Treasurer Josh Frydenberg hates it when it’s pointed out, but Australia’s economy was in poor health well before COVID-19 hit our shores.

A former federal Treasury secretary, Martin Parkinson, said it himself last week.

“Going into COVID, we’d had very weak productivity growth, very weak income growth, economic growth was quite anaemic,” he said.

“If you look at our productivity performance over the last decade, it has been running at about a quarter of its long-run average.

“This is all pre-COVID,” he repeated for those in the back.

Parkinson made those observations on the No Limitations podcast with Gregory Robinson, in a wide-ranging discussion about Australia’s economic situation.

Why would he draw attention to the prevailing weakness in the economy?

Because we need to understand the nature of the challenge we’ll be facing.

Parkinson said the rebuilding task would require exceptional leadership.

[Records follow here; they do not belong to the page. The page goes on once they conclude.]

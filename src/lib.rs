//! Geodesic and solar-event math on GPS coordinates.
//!
//! Spherical-planet distances (haversine and a naive equirectangular
//! approximation), planar headings, antipodes, degrees-minutes-seconds
//! conversion, horizon distance and almanac sunrise/sunset times.
//!
//! ```
//! use gpsmath::{Coordinate, GeoContext, SunZenith, sunrise_time};
//! use chrono::NaiveDate;
//!
//! let a = Coordinate::new(40.9078414, -74.0105259)?;
//! let b = Coordinate::new(40.9003490, -73.9089020)?;
//! let miles = GeoContext::default().distance_haversine(&a, &b)?;
//! assert!((miles - 5.33).abs() < 0.01);
//!
//! let date = NaiveDate::from_ymd_opt(2019, 1, 1).unwrap();
//! let sunrise = sunrise_time(&a, date, SunZenith::Official);
//! assert!(sunrise.is_some());
//! # Ok::<(), gpsmath::GeoError>(())
//! ```

pub mod dms;
pub mod error;
pub mod geo;
pub mod solar;
pub mod time;

pub use dms::{
    Dms, to_decimal, to_decimal_signed, to_degrees_minutes_seconds,
    to_degrees_minutes_seconds_signed,
};
pub use error::{GeoError, Result};
pub use geo::{
    Coordinate, GeoContext, Planet, Units, distance_equirectangular, distance_haversine,
    distance_to_horizon, heading_between, opposite_coordinate,
};
pub use solar::{
    SunEventOutcome, SunPhase, SunZenith, day_length, sun_event, sunrise_time, sunset_time,
};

“[It] is going to require all sides of politics to basically put aside some of their ideological shibboleths and try and come together in the national interest,” he said.

“This is going to require us to mobilise our community in a way that we have not done, you know, and didn’t even do in the 80s and 90s, [that] we have not done outside of a war-time footing.”

He said Australia already had a “permanent underclass” and he didn’t want it to get larger.

His biggest concern was how to deal with long-term unemployment after the lockdowns ended, and we’d need a strong rate of economic growth to reduce unemployment over time, he said.

“The last time we got to a 10 per cent unemployment rate was after the ’91 recession and it took a decade to get it back to about 5 per cent,” he said.

“[And] in that period, after the 90s recession, we actually grew quite strongly.

“Going into COVID, [growth was] bouncing around about 2 per cent per annum for a number of years.”